I’ve been baking our family’s daily bread for more than two years now. My standard recipe is a sourdough peasant bread with roughly 10% rye flour, 20% whole-wheat flour, and 70% white flour. It’s actually pretty close to what everyday preindustrial people ate: their flour wasn’t as refined as today’s white flour and they didn’t have dry, packaged yeast.

1941589_10202119975457451_40284653_oThere’s a lot more flavor in our bread than in store-bought bread. It doesn’t have the tangy flavor of San Francisco sourdough (because our local yeast and water are different), but it’s definitely richer, chewier, and sturdier than anything on the supermarket shelves. Imagine really good, really fresh bread from your favorite bakery. The crust is hard and crackly and the interior is soft and bubbly. Ironically, it has far fewer ingredients, too: just flour, salt, yeast, and water. It’s great for toast, which we eat a lot of, but it also works for dinner, especially with oil & vinegar!

Kristin and I love our bread. One of our three sons doesn’t eat any bread, one will only eat my bread, and one will use my bread for most things but prefers store-bought bread (whole-wheat only) for sandwiches. I’m gratified that four of the five of us greatly prefer the flavor of whole-grain bread over white bread, and I’m also very pleased that we aren’t gobbling up a lot of extra ingredients (mostly preservatives and artificial vitamins) that probably aren’t all that healthy.

It feels like a luxury to have tasty, high-quality, nutritious, artisanally crafted bread for everyday use. One might expect it would be expensive. The truth is that we probably spend less on our bread than most people. The obvious trade-off is that I spend my own time baking it.

We go through a batch (two loaves) in about four or five days, so I often bake twice a week. The only ingredients we buy from the store are the flour and the salt, and we use ordinary, budget-conscious sources for both.
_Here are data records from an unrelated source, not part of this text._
//! Shared routing state: placement ring plus live worker registry.
//!
//! [`HashRing`] is the read-mostly structure the dispatcher consults for
//! every task. Ring and registry sit behind one lock so that every position
//! on the ring always has a registered worker behind it.

use std::sync::Arc;

use fleet_placement::Ring;
use fleet_types::events::{EventBus, WorkerJoined, WorkerLeft};
use fleet_types::{UnhealthyPolicy, WorkerId};
use tokio::sync::RwLock;
use tracing::{debug, info, warn};

use crate::error::RouterError;
use crate::registry::{WorkerHandle, WorkerRegistry};
use crate::worker::Worker;

struct Membership {
    ring: Ring,
    registry: WorkerRegistry,
}

/// Consistent hash ring over the live worker fleet.
///
/// Mutations (`add_worker`, `remove_worker`) take the write lock; lookups
/// take the read lock and run concurrently with each other.
pub struct HashRing {
    inner: RwLock<Membership>,
    /// Vnodes per worker.
    replicas: u16,
    /// Admission limit given to every registered worker.
    max_in_flight_per_worker: usize,
    events: EventBus,
}

impl HashRing {
    /// Create an empty ring.
    ///
    /// `replicas` is raised to 1 if zero: a worker without vnodes could be
    /// registered but never routed to.
    pub fn new(replicas: u16, max_in_flight_per_worker: usize, events: EventBus) -> Arc<Self> {
        if replicas == 0 {
            warn!("replicas must be at least 1, using 1");
        }
        let replicas = replicas.max(1);
        Arc::new(Self {
            inner: RwLock::new(Membership {
                ring: Ring::new(replicas),
                registry: WorkerRegistry::new(),
            }),
            replicas,
            max_in_flight_per_worker,
            events,
        })
    }

    /// Vnodes per worker.
    pub fn replicas(&self) -> u16 {
        self.replicas
    }

    /// Add a worker, or replace the worker registered under the same ID.
    ///
    /// Re-adding replaces the vnodes instead of duplicating them.
    pub async fn add_worker(&self, worker: Arc<dyn Worker>) {
        let handle = WorkerHandle::new(worker, self.max_in_flight_per_worker);
        let worker_id = handle.id().clone();

        let replaced = {
            let mut inner = self.inner.write().await;
            inner.ring.add_worker(worker_id.clone());
            inner.registry.insert(handle).is_some()
        };

        info!(%worker_id, vnodes = self.replicas, replaced, "worker added to ring");
        self.events.emit(WorkerJoined {
            worker_id,
            vnodes: self.replicas,
        });
    }

    /// Remove a worker and its vnodes.
    ///
    /// Only keys in the removed worker's arcs move, each to the next worker
    /// clockwise. Returns `false` if the worker was not registered.
    pub async fn remove_worker(&self, worker_id: &str) -> bool {
        let removed = {
            let mut inner = self.inner.write().await;
            inner.ring.remove_worker(worker_id);
            inner.registry.remove(worker_id).is_some()
        };

        if removed {
            info!(%worker_id, "worker removed from ring");
            self.events.emit(WorkerLeft {
                worker_id: WorkerId::from(worker_id),
            });
        } else {
            debug!(%worker_id, "remove ignored, worker not on ring");
        }
        removed
    }

    /// Return the worker owning `task_id`.
    pub async fn lookup(&self, task_id: &str) -> Result<WorkerHandle, RouterError> {
        let inner = self.inner.read().await;
        owner_handle(&inner, task_id)
    }

    /// Return a worker for `task_id` that passes its health check.
    ///
    /// With [`UnhealthyPolicy::Drop`] only the owner is considered. With
    /// [`UnhealthyPolicy::NextHealthy`] the ring is walked clockwise over
    /// distinct workers until a healthy one is found. Either way the error
    /// names the owner when no healthy worker was found.
    pub async fn route(
        &self,
        task_id: &str,
        policy: UnhealthyPolicy,
    ) -> Result<WorkerHandle, RouterError> {
        let inner = self.inner.read().await;
        let owner = owner_handle(&inner, task_id)?;
        if owner.is_healthy() {
            return Ok(owner);
        }

        if policy == UnhealthyPolicy::NextHealthy {
            let candidates = inner.ring.owners(task_id, inner.registry.len());
            let next = candidates
                .iter()
                .skip(1)
                .filter_map(|worker_id| inner.registry.get(worker_id.as_str()))
                .find(|handle| handle.is_healthy());

            if let Some(handle) = next {
                debug!(
                    %task_id,
                    owner = %owner.id(),
                    rerouted_to = %handle.id(),
                    "owner unhealthy, rerouted to next healthy worker"
                );
                return Ok(handle.clone());
            }
        }

        Err(RouterError::WorkerUnhealthy {
            worker_id: owner.id().clone(),
        })
    }

    /// Return the first healthy worker clockwise from the owner of `task_id`.
    pub async fn lookup_healthy(&self, task_id: &str) -> Result<WorkerHandle, RouterError> {
        self.route(task_id, UnhealthyPolicy::NextHealthy).await
    }

    /// Return all registered workers, sorted by ID.
    pub async fn list_workers(&self) -> Vec<WorkerHandle> {
        self.inner.read().await.registry.handles()
    }

    /// Return a registered worker by ID.
    pub async fn worker(&self, worker_id: &str) -> Option<WorkerHandle> {
        self.inner.read().await.registry.get(worker_id).cloned()
    }

    /// Return a clone of the current placement ring.
    pub async fn ring(&self) -> Ring {
        self.inner.read().await.ring.clone()
    }

    /// Return the number of registered workers.
    pub async fn worker_count(&self) -> usize {
        self.inner.read().await.registry.len()
    }
}

fn owner_handle(inner: &Membership, task_id: &str) -> Result<WorkerHandle, RouterError> {
    let worker_id = inner
        .ring
        .owner(task_id)
        .ok_or(RouterError::NoWorkersAvailable)?;

    // Ring and registry are mutated together under the write lock.
    inner
        .registry
        .get(worker_id.as_str())
        .cloned()
        .ok_or(RouterError::NoWorkersAvailable)
}

impl std::fmt::Debug for HashRing {
    fn fmt(&self, f: &mut std::fmt::Formatter<'_>) -> std::fmt::Result {
        f.debug_struct("HashRing")
            .field("replicas", &self.replicas)
            .field("max_in_flight_per_worker", &self.max_in_flight_per_worker)
            .finish_non_exhaustive()
    }
}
The yeast is a culture I started myself a few years back and have been tending to ever since. This is where the flavor comes from, and the key ingredient is time: generation after generation of natural yeast fed on local water, a hodgepodge of flours, and the chemical byproducts of their digestion: mostly sugars and alcohols. Nothing can substitute for this process or the time it takes. After two years, the flavor and complexity of our culture is still developing, and I find the discovery of the process–finding how the flavor and behavior change from month to month–as rewarding as the bread itself.

Baking with sourdough is easy! Every time I bake I use exactly half of the yeast culture: 260 grams. I replenish the culture with an equal amount of water and raw flour: 130 grams of each. I give it an hour or so at room temperature–while I bake–to begin fermenting the new materials, and then it lives in the refrigerator until the next baking day. The 260 grams of culture that I bake with are substituted for 130 grams of water and 130 grams of flour in whatever recipe I’m using. (I simply subtract those amounts–as well as any yeast–from the ingredient list and add the culture.)

Baking with sourdough requires more time than when using active dry yeast. But that’s ok for me: it actually fits better into my daily schedule. I can mix a batch of dough in the morning and–with very little work throughout the day–have a couple of loaves finished by early afternoon. Each step of the process is quick: only a few minutes of folding, stretching, or shaping. The bread practically makes itself.

This method of baking fits very nicely with the popular Pomodoro productivity “hack.” (The Pomodoro technique is essentially 25 minutes of working followed by a brief break, repeat three times, then take a longer break. The theory is that these brief breaks allow one to focus better on one’s work during each 25-minute work period.) My baking stages fit perfectly in the “brief breaks:” every other break is just in time for a baking task.

So of the three options–flavor, economy, and convenience–I’ve picked flavor and economy for my family. We get better quality bread and spend less on it. The cost is convenience: instead of simply grabbing a loaf from the store, I spend my time following the recipe. (And of course, I had to spend a fair amount of time learning how to do this. I even spent a weekend in Ann Arbor learning–in person–from the masters at Zingerman’s Bakehouse!) But it fits well with my work, and the time I spend on it would probably have been wasted anyway, so I’m not sure the convenience cost is all that high.

Oh, and did I mention that it’s fun?